I let mine expire and have had the new application sitting on my desk, for about a year...


----------



## maggie1951 (Apr 20, 2007)

I work for a ferry company and you have to have one.

Maggie


----------



## olik (Apr 13, 2008)

Jackson'sMom said:


> My daughter is from the Tyumen' area. What part are you from? I've promised her a trip back there when she graduates from high school in 4 years. I used to travel to Moscow for business fairly often, but haven't been there in 3 years.


we are from Moscow.Last time went there 5 years ago.


----------



## molmotta (May 22, 2005)

Emma&Tilly said:


> Im sure I read somewhere that 75% of Americans don't have a passport...it really suprised me at first as with the UK being an island most people have a passprt here (I just looked it up and apparently 85% of brits DO have a passport) its just something that most people have...but I guess when your country is so big you may leave it less often!


Singapore being such a tiny island nation, we definitely need one each!! : There's nowhere much to go for holidays except OUT of the country.


----------



## goldensmum (Oct 23, 2007)

My passport expired nearly 20 years ago - wouldn't renew it cos there's no way i would go away and leave my dogs. If I go on holiday then they would come too.


----------



## Jackson'sMom (Oct 13, 2007)

olik said:


> we are from Moscow.Last time went there 5 years ago.
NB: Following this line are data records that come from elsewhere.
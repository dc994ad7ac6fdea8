use std::sync::Arc;

use async_trait::async_trait;
use courtly_utils::DayOfWeek;
use dao::schedule::{ScheduleDao, ScheduleEntity, ScheduleTimeBlockEntity};
use dao::DaoError;
use sqlx::{query, query_as, FromRow};
use time::format_description::well_known::Iso8601;
use time::macros::format_description;
use time::{PrimitiveDateTime, Time};
use uuid::Uuid;

use crate::{ResultDbErrorExt, TransactionImpl};

#[derive(FromRow)]
struct ScheduleDb {
    id: Vec<u8>,
    created: String,
    update_version: Vec<u8>,
}

impl TryFrom<&ScheduleDb> for ScheduleEntity {
    type Error = DaoError;

    fn try_from(schedule: &ScheduleDb) -> Result<Self, Self::Error> {
        Ok(Self {
            id: Uuid::from_slice(&schedule.id)?,
            created: PrimitiveDateTime::parse(&schedule.created, &Iso8601::DATE_TIME)?,
            version: Uuid::from_slice(&schedule.update_version)?,
        })
    }
}

#[derive(FromRow)]
struct ScheduleTimeBlockDb {
    id: Vec<u8>,
    schedule_id: Vec<u8>,
    day_of_week: i64,
    start_time: String,
    end_time: String,
    capacity: i64,
    enabled: bool,
    update_version: Vec<u8>,
}

impl TryFrom<&ScheduleTimeBlockDb> for ScheduleTimeBlockEntity {
    type Error = DaoError;

    fn try_from(block: &ScheduleTimeBlockDb) -> Result<Self, Self::Error> {
        let time_format = format_description!("[hour]:[minute]:[second]");
        Ok(Self {
            id: Uuid::from_slice(&block.id)?,
            schedule_id: Uuid::from_slice(&block.schedule_id)?,
            day_of_week: u8::try_from(block.day_of_week)
                .ok()
                .and_then(DayOfWeek::from_number)
                .ok_or(DaoError::InvalidDayOfWeek(block.day_of_week))?,
            start: Time::parse(&block.start_time, &time_format)?,
            end: Time::parse(&block.end_time, &time_format)?,
            capacity: block.capacity as u32,
            enabled: block.enabled,
            version: Uuid::from_slice(&block.update_version)?,
        })
    }
}

pub struct ScheduleDaoImpl {
    pub _pool: Arc<sqlx::SqlitePool>,
}
impl ScheduleDaoImpl {
    pub fn new(pool: Arc<sqlx::SqlitePool>) -> Self {
        Self { _pool: pool }
    }
}

#[async_trait]
impl ScheduleDao for ScheduleDaoImpl {
    type Transaction = TransactionImpl;

    async fn create_schedule(
        &self,
        entity: &ScheduleEntity,
        process: &str,
        tx: Self::Transaction,
    ) -> Result<(), DaoError> {
        let id = entity.id.as_bytes().to_vec();
        let created = entity.created.format(&Iso8601::DATE_TIME)?;
        let version = entity.version.as_bytes().to_vec();
        query(
            r"INSERT INTO schedule (id, created, update_version, update_process)
              VALUES (?, ?, ?, ?)",
        )
        .bind(id)
        .bind(created)
        .bind(version)
        .bind(process)
        .execute(tx.tx.lock().await.as_mut())
        .await
        .map_db_error()?;
        Ok(())
    }

    async fn find_schedule(
        &self,
        id: Uuid,
        tx: Self::Transaction,
    ) -> Result<Option<ScheduleEntity>, DaoError> {
        let id = id.as_bytes().to_vec();
        Ok(query_as::<_, ScheduleDb>(
            r"SELECT id, created, update_version FROM schedule WHERE id = ?",
        )
        .bind(id)
        .fetch_optional(tx.tx.lock().await.as_mut())
        .await
        .map_db_error()?
        .as_ref()
        .map(ScheduleEntity::try_from)
        .transpose()?)
    }

    async fn delete_schedule(&self, id: Uuid, tx: Self::Transaction) -> Result<(), DaoError> {
        let id = id.as_bytes().to_vec();
        query(
            r"DELETE FROM booking WHERE schedule_time_block_id IN
              (SELECT id FROM schedule_time_block WHERE schedule_id = ?)",
        )
        .bind(&id)
        .execute(tx.tx.lock().await.as_mut())
        .await
        .map_db_error()?;
        query(r"DELETE FROM schedule_time_block WHERE schedule_id = ?")
            .bind(&id)
            .execute(tx.tx.lock().await.as_mut())
            .await
            .map_db_error()?;
        query(r"DELETE FROM schedule WHERE id = ?")
            .bind(&id)
            .execute(tx.tx.lock().await.as_mut())
            .await
            .map_db_error()?;
        Ok(())
    }

    async fn create_block(
        &self,
        entity: &ScheduleTimeBlockEntity,
        process: &str,
        tx: Self::Transaction,
    ) -> Result<(), DaoError> {
        let id = entity.id.as_bytes().to_vec();
        let schedule_id = entity.schedule_id.as_bytes().to_vec();
        let day_of_week = entity.day_of_week.to_number() as i64;
        let time_format = format_description!("[hour]:[minute]:[second]");
        let start_time = entity.start.format(&time_format)?;
        let end_time = entity.end.format(&time_format)?;
        let version = entity.version.as_bytes().to_vec();
        query(
            r"INSERT INTO schedule_time_block
              (id, schedule_id, day_of_week, start_time, end_time, capacity, enabled, update_version, update_process)
              VALUES (?, ?, ?, ?, ?, ?, ?, ?, ?)",
        )
        .bind(id)
        .bind(schedule_id)
        .bind(day_of_week)
        .bind(start_time)
        .bind(end_time)
        .bind(entity.capacity as i64)
        .bind(entity.enabled)
        .bind(version)
        .bind(process)
        .execute(tx.tx.lock().await.as_mut())
        .await
        .map_db_error()?;
        Ok(())
    }

    async fn blocks_for_schedule(
        &self,
        schedule_id: Uuid,
        tx: Self::Transaction,
    ) -> Result<Arc<[ScheduleTimeBlockEntity]>, DaoError> {
        let schedule_id = schedule_id.as_bytes().to_vec();
        Ok(query_as::<_, ScheduleTimeBlockDb>(
            r"SELECT id, schedule_id, day_of_week, start_time, end_time, capacity, enabled, update_version
              FROM schedule_time_block
              WHERE schedule_id = ?
              ORDER BY day_of_week, start_time",
        )
        .bind(schedule_id)
        .fetch_all(tx.tx.lock().await.as_mut())
        .await
        .map_db_error()?
        .iter()
        .map(ScheduleTimeBlockEntity::try_from)
        .collect::<Result<Arc<[ScheduleTimeBlockEntity]>, DaoError>>()?)
    }

    async fn find_block(
        &self,
        id: Uuid,
        tx: Self::Transaction,
    ) -> Result<Option<ScheduleTimeBlockEntity>, DaoError> {
        let id = id.as_bytes().to_vec();
        Ok(query_as::<_, ScheduleTimeBlockDb>(
            r"SELECT id, schedule_id, day_of_week, start_time, end_time, capacity, enabled, update_version
              FROM schedule_time_block
              WHERE id = ?",
        )
        .bind(id)
        .fetch_optional(tx.tx.lock().await.as_mut())
        .await
        .map_db_error()?
        .as_ref()
        .map(ScheduleTimeBlockEntity::try_from)
        .transpose()?)
    }

    async fn update_block(
        &self,
        entity: &ScheduleTimeBlockEntity,
        process: &str,
        tx: Self::Transaction,
    ) -> Result<(), DaoError> {
        let id = entity.id.as_bytes().to_vec();
        let version = entity.version.as_bytes().to_vec();
        query(
            r"UPDATE schedule_time_block
              SET capacity = ?, enabled = ?, update_version = ?, update_process = ?
              WHERE id = ?",
        )
        .bind(entity.capacity as i64)
        .bind(entity.enabled)
        .bind(version)
        .bind(process)
        .bind(id)
        .execute(tx.tx.lock().await.as_mut())
        .await
        .map_db_error()?;
        Ok(())
    }
}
Moscow is a fascinating city. Great Metro system, and I just love the old architecture, churches, etc. I also loved going to Sergeev Posad (went there 3 times, I think). I worked in Korolev.


----------



## GoldenJoyx'stwo (Feb 25, 2007)

One of our faculty members was shocked that I don't have a passport. Most people on campus, especially faculty, do.


----------



## Jazz's Mom (Feb 26, 2007)

lgnutah said:


> I let mine expire and have had the new application sitting on my desk, for about a year...


We've never had any, but I have completed forms sitting on my desk also. Next step is easy, take our pictures. Getting the forms to the post office is the pain. In order to get the kids' passports, both parents have to be there. I'd hate to have to take vacation days to stand in line.


----------



## Heidi36oh (Feb 27, 2007)

I renewed mine last year, having all my family in Germany you never know when you might need it. My parents are not the youngest anymore so I like to keep it current if I do need it, plus I'm going home this summer for a few weeks.


----------



## Taz Monkey (Feb 25, 2007)

Eric and I got ours last year when we went on a cruise. I plan on using it a lot!


----------



## janet (Apr 14, 2008)

yes all 4 we have a passport
3 years ago we went to Florida for 4 weeks
we had a graet time there
my husband has family overthere


----------



## Ronna (Mar 24, 2007)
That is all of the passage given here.